It is clarified that it is for the Development Commissioner, to arrive at a fresh decision on his own. The matter is required to be sent back as the Development Commissioner has not considered the contention of the Panchayat, as he was under the impression that the provision is mandatory. It is also clarified that this Court has not expressed any opinion on the merits of the issue whether there was any justification on the part of the Panchayat for not passing the budget within the stipulated time. All these questions are required to be considered by the Development Commissioner after hearing the present petitioner. Considering the aforesaid aspect of the matter, in my view, the non passing of the budget itself would not, ipso facto, result in supersession of the Panchayat and the provision is directory and not mandatory. Further, in view of the judgment of the learned Single Judge of this Court [coram : J. M. Panchal, J] and the judgment of the Division Bench of this Court, it cannot be said that the provision is mandatory. As aforesaid, since the Development Commissioner has not examined this aspect on merits, the matter is sent back for reconsideration. The Development Commissioner may pass fresh order in accordance with law expeditiously. Since the order is set aside, the Development Commissioner, will have to pass fresh order under the provisions of Section 253 of the Act and till such decision is taken naturally, the elected body will be entitled to continue to function. " ( 5 ) I have heard the learned advocates for the respective parties and have gone through the relevant record. On going through the order of the Development Commissioner dated 3rd February, 2003 it appears that the petitioners were given notice and only after hearing and considering the submissions made by the petitioners, pursuant to the notice dated 30th August, 2002, the order with regard to superseding the Panchayat came to be passed. Thus, in my opinion, in view of the provisions of the Panchayat Act, since budget was not passed, the State Government was justified in exercising power under Section 253 of the Panchayat Act. ( 6 ) MOREOVER, the resolution dated 30th March, 2003 which was stayed by Taluka Development Officer was not challenged by the petitioner and, therefore the said order has achieved finality.

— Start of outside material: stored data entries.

//! Repository discovery, layout and the object pipelines.

use std::cell::RefCell;
use std::path::{Path, PathBuf};
use std::rc::Rc;

use lode_index::Index;
use lode_odb::Odb;
use lode_types::{ObjectId, ObjectKind, RawObject};

use crate::cache::ObjectCache;
use crate::error::{RepoError, RepoResult};
use crate::object::{Object, ObjectHandle};

const GIT_DIR_NAME: &str = ".git";
const OBJECTS_DIR_NAME: &str = "objects";
const INDEX_FILE_NAME: &str = "index";
const HEAD_FILE_NAME: &str = "HEAD";

/// Explicit repository layout for [`Repository::open_with`].
///
/// Only `git_dir` is mandatory; the object directory and index file default
/// to their conventional locations inside it. A repository opened without a
/// `work_tree` is bare.
#[derive(Clone, Debug)]
pub struct RepositoryLayout {
    pub git_dir: PathBuf,
    pub object_directory: Option<PathBuf>,
    pub index_file: Option<PathBuf>,
    pub work_tree: Option<PathBuf>,
}

impl RepositoryLayout {
    /// A layout with every optional path at its default.
    pub fn new(git_dir: impl Into<PathBuf>) -> Self {
        Self {
            git_dir: git_dir.into(),
            object_directory: None,
            index_file: None,
            work_tree: None,
        }
    }
}

pub(crate) struct RepositoryInner {
    path_repository: PathBuf,
    path_odb: PathBuf,
    path_index: Option<PathBuf>,
    path_workdir: Option<PathBuf>,
    is_bare: bool,
    odb: Odb,
    cache: RefCell<ObjectCache>,
    index: RefCell<Option<Rc<Index>>>,
}

/// An opened repository: layout paths, the object database, and the typed
/// object cache.
///
/// The handle is a shared reference; clones see the same cache and
/// database. A repository handle is single-threaded -- callers wanting
/// parallelism open one handle per thread.
#[derive(Clone)]
pub struct Repository {
    inner: Rc<RepositoryInner>,
}

impl Repository {
    /// Open a repository by inspecting a directory's structure.
    ///
    /// The directory must contain an `objects/` directory and a `HEAD`
    /// file. A final path component of `.git` classifies the repository as
    /// non-bare, with the working directory one level up and the index at
    /// its conventional place; any other name means bare.
    pub fn open(path: impl AsRef<Path>) -> RepoResult<Self> {
        let path = path.as_ref();
        let not_a_repo = || RepoError::NotARepository(path.to_path_buf());

        if !path.is_dir() {
            return Err(not_a_repo());
        }

        let path_odb = path.join(OBJECTS_DIR_NAME);
        if !path_odb.is_dir() {
            return Err(not_a_repo());
        }
        if !path.join(HEAD_FILE_NAME).exists() {
            return Err(not_a_repo());
        }

        let is_git_dir = path
            .file_name()
            .map(|name| name == GIT_DIR_NAME)
            .unwrap_or(false);

        let (path_index, path_workdir) = if is_git_dir {
            (
                Some(path.join(INDEX_FILE_NAME)),
                Some(path.parent().unwrap_or(path).to_path_buf()),
            )
        } else {
            (None, None)
        };

        Self::assemble(
            path.to_path_buf(),
            path_odb,
            path_index,
            path_workdir,
            !is_git_dir,
        )
    }

    /// Open a repository from explicit paths; no layout heuristics apply.
    ///
    /// Violated path requirements surface as [`RepoError::NotFound`].
    pub fn open_with(layout: RepositoryLayout) -> RepoResult<Self> {
        let git_dir = layout.git_dir;
        if !git_dir.is_dir() {
            return Err(RepoError::NotFound(git_dir));
        }

        let path_odb = layout
            .object_directory
            .unwrap_or_else(|| git_dir.join(OBJECTS_DIR_NAME));
        if !path_odb.is_dir() {
            return Err(RepoError::NotFound(path_odb));
        }

        let path_index = layout
            .index_file
            .unwrap_or_else(|| git_dir.join(INDEX_FILE_NAME));
        if !path_index.exists() {
            return Err(RepoError::NotFound(path_index));
        }

        let is_bare = layout.work_tree.is_none();
        Self::assemble(git_dir, path_odb, Some(path_index), layout.work_tree, is_bare)
    }

    fn assemble(
        path_repository: PathBuf,
        path_odb: PathBuf,
        path_index: Option<PathBuf>,
        path_workdir: Option<PathBuf>,
        is_bare: bool,
    ) -> RepoResult<Self> {
        let odb = Odb::open(&path_odb)?;
        tracing::debug!(
            repository = %path_repository.display(),
            bare = is_bare,
            backends = odb.backend_count(),
            "opened repository"
        );

        Ok(Self {
            inner: Rc::new(RepositoryInner {
                path_repository,
                path_odb,
                path_index,
                path_workdir,
                is_bare,
                odb,
                cache: RefCell::new(ObjectCache::new()),
                index: RefCell::new(None),
            }),
        })
    }

    pub(crate) fn from_inner(inner: Rc<RepositoryInner>) -> Self {
        Self { inner }
    }

    /// The repository directory itself.
    pub fn path(&self) -> &Path {
        &self.inner.path_repository
    }

    /// The object directory the database is rooted at.
    pub fn objects_path(&self) -> &Path {
        &self.inner.path_odb
    }

    /// The index file location, if the layout has one.
    pub fn index_path(&self) -> Option<&Path> {
        self.inner.path_index.as_deref()
    }

    /// The working directory, absent for bare repositories.
    pub fn workdir(&self) -> Option<&Path> {
        self.inner.path_workdir.as_deref()
    }

    /// Whether the repository has no working tree.
    pub fn is_bare(&self) -> bool {
        self.inner.is_bare
    }

    /// The underlying object database.
    pub fn odb(&self) -> &Odb {
        &self.inner.odb
    }

    /// Number of objects currently held by the cache.
    pub fn cached_objects(&self) -> usize {
        self.inner.cache.borrow().len()
    }

    /// The working-directory index, materialized on first use.
    ///
    /// Returns `None` for layouts without an index path and when the file
    /// cannot be read; open failures are not propagated.
    pub fn index(&self) -> Option<Rc<Index>> {
        let path = self.inner.path_index.as_ref()?;
        let mut slot = self.inner.index.borrow_mut();
        if slot.is_none() {
            match Index::open(path) {
                Ok(index) => *slot = Some(Rc::new(index)),
                Err(e) => {
                    tracing::debug!(path = %path.display(), "index unavailable: {e}");
                    return None;
                }
            }
        }
        slot.clone()
    }

    /// Fetch the object named by `id`, parsing and caching it on first
    /// access.
    ///
    /// A cache hit returns the shared instance directly, without a kind
    /// check (the kind was fixed when the object was first materialized).
    /// On a miss, `expected` (when set) is checked against the stored kind
    /// before the object is parsed.
    pub fn lookup(
        &self,
        id: &ObjectId,
        expected: Option<ObjectKind>,
    ) -> RepoResult<ObjectHandle> {
        if let Some(hit) = self.inner.cache.borrow().get(id) {
            return Ok(hit);
        }

        let raw = self.inner.odb.read(id)?;
        if let Some(expected) = expected {
            if expected != raw.kind {
                return Err(RepoError::KindMismatch {
                    id: *id,
                    expected,
                    actual: raw.kind,
                });
            }
        }

        let object = Object::from_raw(Rc::downgrade(&self.inner), *id, raw)?;
        let handle = Rc::new(RefCell::new(object));
        self.inner.cache.borrow_mut().insert(*id, handle.clone());
        Ok(handle)
    }

    /// Create a new, never-written object of the given kind.
    ///
    /// The object has no digest and is not cached until its first
    /// successful write. Only the four loose kinds are constructible.
    pub fn new_object(&self, kind: ObjectKind) -> RepoResult<ObjectHandle> {
        let object = Object::new_in_memory(Rc::downgrade(&self.inner), kind)?;
        Ok(Rc::new(RefCell::new(object)))
    }

    /// Serialize a modified object, store it, and rebind the cache under
    /// its new digest.
    ///
    /// A clean object is a no-op success. A serializer failure leaves the
    /// object exactly as it was: still modified, still bound under its old
    /// digest if it had one.
    pub fn write_object(&self, handle: &ObjectHandle) -> RepoResult<ObjectId> {
        let mut object = handle.borrow_mut();
        if !object.modified {
            return Ok(object.id);
        }

        object.serialize_into_source()?;

        let raw = RawObject::new(object.kind(), object.source.take_written());
        let new_id = self.inner.odb.write(&raw)?;

        let old_binding = (!object.in_memory).then_some(object.id);
        object.id = new_id;
        object.modified = false;
        object.in_memory = false;
        object.source.close();
        drop(object);

        let mut cache = self.inner.cache.borrow_mut();
        if let Some(old_id) = old_binding {
            cache.remove(&old_id);
        }
        cache.insert(new_id, handle.clone());

        Ok(new_id)
    }

    /// Drop the cache binding for a digest.
    ///
    /// Outstanding handles stay usable; the next lookup of the digest
    /// materializes a fresh instance.
    pub fn evict(&self, id: &ObjectId) -> bool {
        self.inner.cache.borrow_mut().remove(id).is_some()
    }

    /// Fetch a commit.
    pub fn lookup_commit(&self, id: &ObjectId) -> RepoResult<ObjectHandle> {
        self.lookup(id, Some(ObjectKind::Commit))
    }

    /// Fetch a tree.
    pub fn lookup_tree(&self, id: &ObjectId) -> RepoResult<ObjectHandle> {
        self.lookup(id, Some(ObjectKind::Tree))
    }

    /// Fetch a blob.
    pub fn lookup_blob(&self, id: &ObjectId) -> RepoResult<ObjectHandle> {
        self.lookup(id, Some(ObjectKind::Blob))
    }

    /// Fetch a tag.
    pub fn lookup_tag(&self, id: &ObjectId) -> RepoResult<ObjectHandle> {
        self.lookup(id, Some(ObjectKind::Tag))
    }

    /// Create a new commit object.
    pub fn new_commit(&self) -> RepoResult<ObjectHandle> {
        self.new_object(ObjectKind::Commit)
    }

    /// Create a new tree object.
    pub fn new_tree(&self) -> RepoResult<ObjectHandle> {
        self.new_object(ObjectKind::Tree)
    }

    /// Create a new blob object.
    pub fn new_blob(&self) -> RepoResult<ObjectHandle> {
        self.new_object(ObjectKind::Blob)
    }

    /// Create a new tag object.
    pub fn new_tag(&self) -> RepoResult<ObjectHandle> {
        self.new_object(ObjectKind::Tag)
    }
}

impl std::fmt::Debug for Repository {
    fn fmt(&self, f: &mut std::fmt::Formatter<'_>) -> std::fmt::Result {
        f.debug_struct("Repository")
            .field("path", &self.inner.path_repository)
            .field("bare", &self.inner.is_bare)
            .field("cached", &self.cached_objects())
            .finish()
    }
}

( 6 ) MOREOVER, the resolution dated 30th March, 2003 which was stayed by Taluka Development Officer was not challenged by the petitioner and, therefore the said order has achieved finality. Subsequently, from the affidavit-in-reply, it is clear that as per the requirement under the Act the State Government has formed opinion that the panchayat is incompetent to perform the duties imposed on it or functions entrusted to it under the provisions of the Act and, therefore, under the provisions of Section 253 of the Act the said Resolution was passed. Further, pursuant to the notice issued to the petitioner and after hearing the husband of the petitioner, the State Government had passed the order on 3rd February, 2002. ( 7 ) MOREOVER the requirement under the law is that budget should be passed atleast before 15th December of the current year. As per Section 116 (4) of the Act, the limit is extended upto 31st March, of the current year. Admittedly, on 26th March, 2002, the budget was not passed and, therefore, petitioners were not conscious about their duties and thereafter they have made attempt to pass Resolution on 30th March, 2003, but that was held to be illegal and was cancelled, which has been accepted by the petitioner. In that view of the matter, it is clear that the budget was not passed on 31st March of the relevant year. ( 8 ) FURTHER the decision rendered in the case of Nathalal Manilal Patel and Anr. v. A. R. Banerjee, Development Commissioner (supra), will not apply on the facts of the present case, inasmuch as in the said case, the budget was passed in the month of May of the relevant year and, therefore, the Court had held that the provisions are directory and not mandatory, whereas in the present case, the budget was passed after issuance of notice. Thus, the said decision will not apply to the facts of the present case. ( 9 ) IN the premises aforesaid, the order passed by the Development Commissioner is just and proper and no interference is called for by this Court. Thus, no case is made out by the petitioners, to exercise the power under Article 226 of the Constitution of India in favour of the petitioners. However, it will be open for the respondents to conduct elections as early as possible. The petition is rejected.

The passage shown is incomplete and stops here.